To resolve disputes concerning the nature of Earth’s distant magnetotail, we ran the University of Michigan’s BATS-R-US global magnetohydrodynamic model for the interaction of the solar wind with Earth’s magnetosphere at Goddard Space Flight Center’s Community Coordinated Modeling Center. We ran the simulation with enhanced spatial and temporal resolutions at lunar distances and examined the magnetotail's response to abrupt variations in the IMF orientation. Within 15-20 minutes of a change in the IMF orientation, the magnetotail flattened in precisely the manner predicted by theory.
If so, why did previous research come to such different conclusions? The answer may lie in the different magnetotail identification criteria employed. The model predicts very gradual transitions in plasma and magnetic field parameters at the eastern and western edges of the magnetotail, but sharp transitions at the northern and southern edges.
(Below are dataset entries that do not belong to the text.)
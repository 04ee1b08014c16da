use crossterm::event::{KeyCode, KeyEvent, KeyModifiers};

#[derive(Debug, Clone, Copy, PartialEq, Eq)]
pub enum KeyCommand {
    Submit,
    Quit,
    NextField,
    PrevField,
    ToggleHelp,
    ToggleErrors,
    Dismiss,
    Edit(KeyEvent),
}

pub fn classify(key: &KeyEvent) -> KeyCommand {
    if key.modifiers.contains(KeyModifiers::CONTROL) {
        return match key.code {
            KeyCode::Char('s') | KeyCode::Char('S') => KeyCommand::Submit,
            KeyCode::Char('q') | KeyCode::Char('Q') => KeyCommand::Quit,
            KeyCode::Char('c') | KeyCode::Char('C') => KeyCommand::Quit,
            _ => KeyCommand::Edit(*key),
        };
    }

    match key.code {
        KeyCode::Tab | KeyCode::Down => KeyCommand::NextField,
        KeyCode::BackTab | KeyCode::Up => KeyCommand::PrevField,
        KeyCode::F(1) => KeyCommand::ToggleHelp,
        KeyCode::F(2) => KeyCommand::ToggleErrors,
        KeyCode::Esc => KeyCommand::Dismiss,
        _ => KeyCommand::Edit(*key),
    }
}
Consequently, the east/west dimensions depend sensitively upon the criteria used for magnetotail identification: more liberal criteria result in greater extents (and east/west elongated extents), stricter criteria in lesser extents (and either circular or north/south elongate magnetotails).
In addition to resolving a longstanding question concerning the shape of the distant magnetotail, the study demonstrates that its response to solar wind variations is very rapid. Since squeezing the magnetotail into new configurations would take one or more hours, the 10-15 minute response must involve some other, faster, process. The results indicate that this process is magnetic reconnection at the dayside magnetopause. The solar wind flow sweeps newly reconnected interplanetary and magnetospheric magnetic field lines antisunward, and simply deposits them immediately in magnetotail locations that depend upon the IMF orientation. Consequently, future work on the size, shape, and structure of the magnetotail may also provide important clues as to the nature of reconnection far away, on the dayside magnetopause.
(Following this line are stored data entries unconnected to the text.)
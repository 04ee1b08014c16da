use std::rc::Rc;

use serde::Deserialize;
use serde_json::Value;

use crate::model::Model;

use super::schema::ModelPredicate;

/// Declarative test against one model attribute, used where documents need
/// a computed flag (`readonlyWhen`, `hiddenWhen`, extension `when`).
///
/// The first present comparison wins; with none, the attribute must be
/// truthy.
#[derive(Debug, Clone, PartialEq, Deserialize)]
#[serde(rename_all = "camelCase")]
pub struct ModelCondition {
    pub key: String,
    #[serde(default)]
    pub equals: Option<Value>,
    #[serde(default)]
    pub not_equals: Option<Value>,
    #[serde(default)]
    pub one_of: Option<Vec<Value>>,
}

impl ModelCondition {
    pub fn truthy(key: impl Into<String>) -> Self {
        Self {
            key: key.into(),
            equals: None,
            not_equals: None,
            one_of: None,
        }
    }

    pub fn equals(key: impl Into<String>, value: impl Into<Value>) -> Self {
        Self {
            equals: Some(value.into()),
            ..Self::truthy(key)
        }
    }

    pub fn matches(&self, model: &dyn Model) -> bool {
        let current = model.get(&self.key).unwrap_or(Value::Null);
        if let Some(expected) = &self.equals {
            return current == *expected;
        }
        if let Some(unexpected) = &self.not_equals {
            return current != *unexpected;
        }
        if let Some(options) = &self.one_of {
            return options.contains(&current);
        }
        is_truthy(&current)
    }

    pub fn into_predicate(self) -> ModelPredicate {
        Rc::new(move |model: &dyn Model| self.matches(model))
    }
}

pub fn is_truthy(value: &Value) -> bool {
    match value {
        Value::Null => false,
        Value::Bool(flag) => *flag,
        Value::Number(number) => number.as_f64().is_some_and(|n| n != 0.0),
        Value::String(text) => !text.is_empty(),
        Value::Array(_) | Value::Object(_) => true,
    }
}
Sibeck, D. G. and R.-Q. Lin, Size and shape of the distant magnetotail, J. Geophys. Res., 119, 1028-1043, 2014
This movies shows how the cross-section of the magnetotail in the plane perpendicular to the sun-Earth line changes when the interplanetary magnetic field, or IMF, rotates from southward (downward arrows in the figure) to duskward (arrows pointing right in the figure). The large black circle shows the location of the bow shock. Areas colored red show regions where magnetic fields are connected to Earth and point sunward and toward Earth. Areas colored blue show regions where magnetic fields are connected to Earth and point anti-sunward and away from Earth.
The changes begin around one hour into the movie, when the IMF rotates from northward to duskward, causing the north/south dimension of the magnetotail to decrease and the east/west dimension to increase.